EXCERPTED DATA Block Start
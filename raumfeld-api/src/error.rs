use soap_client::SoapError;
use thiserror::Error;

/// Errors returned by Raumfeld control operations and event decoding
#[derive(Debug, Error)]
pub enum ApiError {
    /// The device could not be reached or the connection broke
    #[error("Network error: {0}")]
    NetworkError(String),

    /// A response or event payload could not be decoded
    #[error("Parse error: {0}")]
    ParseError(String),

    /// The device answered with a SOAP fault
    #[error("SOAP fault: error code {0}")]
    SoapFault(u16),

    /// The device refused an event subscription
    #[error("Subscription rejected: HTTP {0}")]
    SubscriptionRejected(u16),

    /// The device description does not list the service an operation needs
    #[error("Service unavailable: {0}")]
    ServiceUnavailable(String),

    /// An operation parameter is out of range
    #[error("Invalid parameter: {0}")]
    InvalidParameter(String),
}

/// Type alias for results that can return an ApiError
pub type Result<T> = std::result::Result<T, ApiError>;

impl From<SoapError> for ApiError {
    fn from(error: SoapError) -> Self {
        match error {
            SoapError::Network(msg) => ApiError::NetworkError(msg),
            SoapError::Parse(msg) => ApiError::ParseError(msg),
            SoapError::Fault(code) => ApiError::SoapFault(code),
            SoapError::Rejected(status) => ApiError::SubscriptionRejected(status),
        }
    }
}

#[cfg(test)]
mod tests {
    use super::*;

    #[test]
    fn test_soap_error_conversion() {
        let api_error: ApiError = SoapError::Network("connection timeout".to_string()).into();
        assert!(matches!(api_error, ApiError::NetworkError(_)));

        let api_error: ApiError = SoapError::Parse("invalid XML".to_string()).into();
        assert!(matches!(api_error, ApiError::ParseError(_)));

        let api_error: ApiError = SoapError::Fault(501).into();
        assert!(matches!(api_error, ApiError::SoapFault(501)));

        let api_error: ApiError = SoapError::Rejected(412).into();
        assert!(matches!(api_error, ApiError::SubscriptionRejected(412)));
    }

    #[test]
    fn test_error_display() {
        assert_eq!(
            ApiError::NetworkError("connection failed".to_string()).to_string(),
            "Network error: connection failed"
        );
        assert_eq!(ApiError::SoapFault(402).to_string(), "SOAP fault: error code 402");
        assert_eq!(
            ApiError::SubscriptionRejected(412).to_string(),
            "Subscription rejected: HTTP 412"
        );
    }
}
EXCERPTED DATA Block End
> TASK ITEM: Copy all lines above where "SubscriptionRejected" is present.

> ANSWER:
    SubscriptionRejected(u16),
            SoapError::Rejected(status) => ApiError::SubscriptionRejected(status),
        assert!(matches!(api_error, ApiError::SubscriptionRejected(412)));
            ApiError::SubscriptionRejected(412).to_string(),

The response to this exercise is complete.